The Numbers Make the Case
Research on trust in organizational settings produces some of the most striking performance differentials in the leadership literature. Employees at high-trust organizations report significantly higher productivity, more energy at work, greater engagement, and substantially lower stress levels than those in low-trust environments. Deloitte's research found that trusted companies outperform their peers by a considerable margin, a performance gap that reflects how trust shapes every dimension of how work actually gets done, from how quickly decisions are made to whether employees bring their best thinking to the room.
Gallup's 2025 research found that employee engagement reached an eleven-year low, with the associated productivity loss running into trillions of dollars across the economy. While engagement is shaped by multiple factors, trust in leadership and in team dynamics is consistently identified in the organizational behavior literature as one of its primary drivers. When people do not trust their organization or the people they work alongside, they disengage. And disengagement does not stay contained to the individual. It spreads through a team the same way low energy spreads through a room.

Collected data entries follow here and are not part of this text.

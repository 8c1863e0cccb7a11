//! Background draining of a context's lifetime queue.

use std::sync::atomic::{AtomicBool, Ordering};
use std::sync::Arc;
use std::time::Duration;

use parking_lot::{Condvar, Mutex};

use crate::gpu::{Context, GPUError, Result};

/// Starts the long-running loop of a [`DrainThread`].
pub trait Executor {
    fn spawn_boxed(&self, name: &str, f: Box<dyn FnOnce() + Send + 'static>) -> Result<()>;
}

/// Runs each loop on its own named OS thread.
#[derive(Default)]
pub struct BasicExecutor;

impl Executor for BasicExecutor {
    fn spawn_boxed(&self, name: &str, f: Box<dyn FnOnce() + Send + 'static>) -> Result<()> {
        std::thread::Builder::new()
            .name(name.to_string())
            .spawn(f)
            .map(|_| ())
            .map_err(|source| GPUError::ThreadSpawn {
                name: name.to_string(),
                source,
            })
    }
}

pub struct DrainThreadInfo<'a> {
    pub debug_name: &'a str,
    /// Upper bound on how long the drain loop sleeps between shutdown checks.
    pub poll_interval: Duration,
}

impl<'a> Default for DrainThreadInfo<'a> {
    fn default() -> Self {
        Self {
            debug_name: "drain",
            poll_interval: Duration::from_millis(10),
        }
    }
}

#[derive(Default)]
struct LoopExit {
    finished: bool,
    panicked: bool,
}

struct DrainShared {
    shutdown: AtomicBool,
    exit: Mutex<LoopExit>,
    exit_cv: Condvar,
}

/// Publishes the loop's exit, including when a drained entry unwinds.
struct ExitGuard(Arc<DrainShared>);

impl Drop for ExitGuard {
    fn drop(&mut self) {
        let mut exit = self.0.exit.lock();
        exit.finished = true;
        exit.panicked = std::thread::panicking();
        self.0.exit_cv.notify_all();
    }
}

/// Owns a loop that waits for lifetime queue entries, takes the context lock
/// and drains them.
///
/// A panicking entry stops the loop; [`flush`](Self::flush) then re-raises
/// the failure on the calling thread. Dropping the handle stops the loop
/// after a final drain and waits for it to exit.
pub struct DrainThread {
    debug_name: String,
    context: Arc<Context>,
    shared: Arc<DrainShared>,
}

impl DrainThread {
    pub fn spawn(
        context: Arc<Context>,
        executor: &dyn Executor,
        info: &DrainThreadInfo,
    ) -> Result<Self> {
        let shared = Arc::new(DrainShared {
            shutdown: AtomicBool::new(false),
            exit: Mutex::new(LoopExit::default()),
            exit_cv: Condvar::new(),
        });

        log::debug!(
            "starting drain thread '{}' for context '{}'",
            info.debug_name,
            context.debug_name()
        );

        let ctx = context.clone();
        let state = shared.clone();
        let poll_interval = info.poll_interval;
        executor.spawn_boxed(
            info.debug_name,
            Box::new(move || {
                let _exit = ExitGuard(state.clone());
                while !state.shutdown.load(Ordering::Acquire) {
                    if ctx.queue().wait_for_work(poll_interval) {
                        ctx.flush();
                    }
                }
                ctx.flush();
            }),
        )?;

        Ok(Self {
            debug_name: info.debug_name.to_string(),
            context,
            shared,
        })
    }

    pub fn debug_name(&self) -> &str {
        &self.debug_name
    }

    pub fn context(&self) -> &Arc<Context> {
        &self.context
    }

    /// Blocks until every entry queued so far has been executed. Panics if
    /// the loop died executing an entry.
    pub fn flush(&self) {
        let exit = self.shared.exit.lock();
        let (finished, panicked) = (exit.finished, exit.panicked);
        drop(exit);

        if panicked || self.context.queue().is_poisoned() {
            panic!(
                "drain thread '{}' stopped after a queued entry panicked",
                self.debug_name
            );
        }
        if finished {
            self.context.flush();
            return;
        }

        self.context.queue().wake();
        if !self.context.queue().wait_idle() {
            panic!(
                "drain thread '{}' stopped after a queued entry panicked",
                self.debug_name
            );
        }
    }
}

impl Drop for DrainThread {
    fn drop(&mut self) {
        self.shared.shutdown.store(true, Ordering::Release);
        self.context.queue().wake();

        let mut exit = self.shared.exit.lock();
        while !exit.finished {
            self.shared.exit_cv.wait(&mut exit);
        }
        if exit.panicked {
            log::error!(
                "drain thread '{}' exited after a queued entry panicked",
                self.debug_name
            );
        } else {
            log::debug!("drain thread '{}' stopped", self.debug_name);
        }
    }
}
#![allow(dead_code)]

use std::sync::Arc;

use hikari::gpu::{
    BackendEvent, Context, ContextInfo, EventLog, HeapInfo, MemoryHeap, OffsetHeap,
    SoftwareBackend,
};

pub fn init_logging() {
    let _ = env_logger::builder().is_test(true).try_init();
}

/// A software-backed context that records every native call.
pub struct TestContext {
    ctx: Arc<Context>,
    events: EventLog,
    pub heap: Arc<dyn MemoryHeap>,
}

impl TestContext {
    pub fn new() -> Self {
        Self::with_heap_size(16 * 1024 * 1024)
    }

    pub fn with_heap_size(byte_size: u32) -> Self {
        init_logging();
        let events = EventLog::default();
        let ctx = Context::new(
            SoftwareBackend::with_event_log(events.clone()),
            &ContextInfo {
                debug_name: "test",
            },
        );
        let heap: Arc<dyn MemoryHeap> = Arc::new(OffsetHeap::new(&HeapInfo {
            debug_name: "test_heap",
            byte_size,
            ..Default::default()
        }));
        Self { ctx, events, heap }
    }

    pub fn context(&self) -> &Arc<Context> {
        &self.ctx
    }

    pub fn events(&self) -> Vec<BackendEvent> {
        self.events.lock().clone()
    }

    pub fn clear_events(&self) {
        self.events.lock().clear();
    }
}

impl std::ops::Deref for TestContext {
    type Target = Context;

    fn deref(&self) -> &Self::Target {
        &self.ctx
    }
}

/// Tightly packed RGBA8 texels whose every byte encodes its row.
pub fn row_pattern(width: u32, height: u32) -> Vec<u8> {
    (0..height)
        .flat_map(|y| std::iter::repeat(y as u8 + 1).take(width as usize * 4))
        .collect()
}
use std::fmt;
use std::sync::Arc;

use super::lifetime_queue::LifetimeCell;
use super::{
    AllocationToken, BufferInfo, BufferUsage, Context, ContextLock, MemoryHeap, MemoryVisibility,
    NativeHandle, ObjectLifetimeQueue, ObjectState, QueuedObject, Result,
};

/// A linear, heap-backed byte resource.
pub struct Buffer {
    debug_name: String,
    byte_size: u64,
    usage: BufferUsage,
    visibility: MemoryVisibility,
    allocation: AllocationToken,
    heap: Arc<dyn MemoryHeap>,
    queue: Arc<ObjectLifetimeQueue>,
    lifetime: LifetimeCell,
}

impl Buffer {
    pub fn new(ctx: &Context, heap: Arc<dyn MemoryHeap>, info: &BufferInfo) -> Result<Arc<Self>> {
        assert!(info.byte_size > 0, "buffer '{}' has zero size", info.debug_name);
        let allocation = heap.request_allocation(info.byte_size)?;
        log::debug!("buffer '{}' needs {} bytes", info.debug_name, info.byte_size);

        Ok(Arc::new(Self {
            debug_name: info.debug_name.to_string(),
            byte_size: info.byte_size,
            usage: info.usage,
            visibility: info.visibility,
            allocation,
            heap,
            queue: ctx.queue().clone(),
            lifetime: LifetimeCell::new(),
        }))
    }

    pub fn debug_name(&self) -> &str {
        &self.debug_name
    }

    pub fn byte_size(&self) -> u64 {
        self.byte_size
    }

    pub fn usage(&self) -> BufferUsage {
        self.usage
    }

    pub fn visibility(&self) -> MemoryVisibility {
        self.visibility
    }

    pub fn allocation(&self) -> AllocationToken {
        self.allocation
    }

    pub fn memory_heap(&self) -> &Arc<dyn MemoryHeap> {
        &self.heap
    }

    pub fn state(&self) -> ObjectState {
        self.lifetime.state()
    }

    pub fn native_handle(&self) -> NativeHandle {
        self.lifetime.native()
    }

    pub fn prepare_allocation(self: &Arc<Self>) {
        self.lifetime.begin_allocation(&self.debug_name);
        self.queue.enqueue_object_allocation(self.clone());
    }

    pub fn release(self: &Arc<Self>) {
        let queued = self.lifetime.begin_release(&self.debug_name);
        self.heap.release_buffer(self);
        self.lifetime.finish_release(queued);
        if queued {
            self.queue.enqueue_object_deallocation(self.clone());
        }
    }

    fn check_range(&self, offset: u64, len: usize) -> NativeHandle {
        let native = self.lifetime.native();
        assert!(
            !native.is_null(),
            "transfer on buffer '{}' before its allocation ran",
            self.debug_name
        );
        let end = offset.checked_add(len as u64);
        assert!(
            end.is_some_and(|end| end <= self.byte_size),
            "buffer '{}': {} bytes at offset {} exceed its {} bytes",
            self.debug_name,
            len,
            offset,
            self.byte_size
        );
        native
    }

    pub fn read_data_on_queue(&self, lock: &mut ContextLock<'_>, offset: u64, target: &mut [u8]) {
        lock.check_owner(self.queue.context_id());
        let native = self.check_range(offset, target.len());
        lock.device().read_buffer(native, offset, target);
    }

    pub fn write_data_on_queue(&self, lock: &mut ContextLock<'_>, offset: u64, source: &[u8]) {
        lock.check_owner(self.queue.context_id());
        let native = self.check_range(offset, source.len());
        lock.device().write_buffer(native, offset, source);
    }

    /// Queues an upload of `data` at `offset` behind any pending work.
    pub fn enqueue_write(self: &Arc<Self>, offset: u64, data: Vec<u8>) {
        let buffer = self.clone();
        self.queue.enqueue_task(move |lock| {
            buffer.write_data_on_queue(lock, offset, &data);
        });
    }
}

impl QueuedObject for Buffer {
    fn debug_name(&self) -> &str {
        &self.debug_name
    }

    fn allocate_on_queue(&self, lock: &mut ContextLock<'_>) {
        lock.check_owner(self.queue.context_id());
        let (size, usage) = (self.byte_size, self.usage);
        let native = self
            .lifetime
            .allocate_with(|| lock.device().allocate_buffer(size, usage));
        log::debug!("allocated buffer '{}' as {:?}", self.debug_name, native);
    }

    fn deallocate_on_queue(&self, lock: &mut ContextLock<'_>) {
        lock.check_owner(self.queue.context_id());
        match self.lifetime.take_native() {
            Some(native) => {
                lock.device().deallocate_buffer(native);
                log::debug!("deallocated buffer '{}'", self.debug_name);
            }
            None => log::warn!("buffer '{}' already deallocated", self.debug_name),
        }
    }
}

impl fmt::Debug for Buffer {
    fn fmt(&self, f: &mut fmt::Formatter<'_>) -> fmt::Result {
        f.debug_struct("Buffer")
            .field("debug_name", &self.debug_name)
            .field("byte_size", &self.byte_size)
            .field("usage", &self.usage)
            .field("state", &self.state())
            .finish()
    }
}
pub mod buffer;
#[cfg(feature = "hikari-serde")]
pub mod cfg;
pub mod context;
pub mod error;
pub mod image;
pub mod lifetime_queue;
pub mod memory;
pub mod pipeline_layout;
pub mod resource_set;
pub mod resource_set_layout;
pub mod sampler;
pub mod software;
pub mod structs;

pub use buffer::*;
pub use context::*;
pub use error::*;
pub use image::*;
pub use lifetime_queue::*;
pub use memory::*;
pub use pipeline_layout::*;
pub use resource_set::*;
pub use resource_set_layout::*;
pub use sampler::*;
pub use software::*;
pub use structs::*;

/// Opaque backend object name. Zero means "no object".
#[derive(Debug, Clone, Copy, Default, PartialEq, Eq, Hash)]
pub struct NativeHandle(pub u64);

impl NativeHandle {
    pub const NULL: NativeHandle = NativeHandle(0);

    pub fn is_null(&self) -> bool {
        self.0 == 0
    }
}

/// The 2D surface of an image a transfer addresses.
#[derive(Debug, Clone, Copy, PartialEq, Eq, Hash)]
pub enum ImageTarget {
    Surface2D,
    CubeFace(CubeFace),
}

/// Addresses one rectangle of one surface at one mip level.
#[derive(Debug, Clone, Copy, PartialEq, Eq, Hash)]
pub struct RegionKey {
    pub target: ImageTarget,
    pub mip_level: u32,
    pub rect: Rect2D,
}

/// Defines the interface that rendering backends must implement.
///
/// A backend wraps the native graphics API. Every method is invoked with the
/// owning [`Context`]'s lock held, so implementations may assume exclusive
/// access to the native device.
///
/// Allocation has no failure path at this layer: a backend that cannot
/// create a native object must panic.
///
/// Image rows are exchanged in storage order (bottom row first). [`Image`]
/// converts to and from the top-to-bottom order exposed to callers.
///
/// # Examples
/// ```ignore
/// use hikari::gpu::{Backend, Context, ContextInfo};
/// fn init<B: Backend + 'static>(backend: B) {
///     let ctx = Context::new(backend, &ContextInfo::default());
/// }
/// ```
pub trait Backend: Send {
    fn name(&self) -> &str;

    fn allocate_image(&mut self, params: &ImageParams) -> NativeHandle;
    fn deallocate_image(&mut self, image: NativeHandle);
    fn read_image_region(&mut self, image: NativeHandle, region: &RegionKey, target: &mut [u8]);
    fn write_image_region(&mut self, image: NativeHandle, region: &RegionKey, source: &[u8]);

    fn allocate_buffer(&mut self, byte_size: u64, usage: BufferUsage) -> NativeHandle;
    fn deallocate_buffer(&mut self, buffer: NativeHandle);
    fn read_buffer(&mut self, buffer: NativeHandle, offset: u64, target: &mut [u8]);
    fn write_buffer(&mut self, buffer: NativeHandle, offset: u64, source: &[u8]);

    fn allocate_sampler(&mut self, info: &SamplerInfo) -> NativeHandle;
    fn deallocate_sampler(&mut self, sampler: NativeHandle);
}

FranklinCovey's research on workplace trust describes what they call the trust dividend, the compounding performance benefit that builds when trust is consistently strong, and the trust tax, the operational drag that accumulates when it is not. The tax is real and measurable. It shows up in slower decisions, duplicated work, lengthier processes, and the energy that gets consumed by navigating interpersonal friction rather than solving actual problems.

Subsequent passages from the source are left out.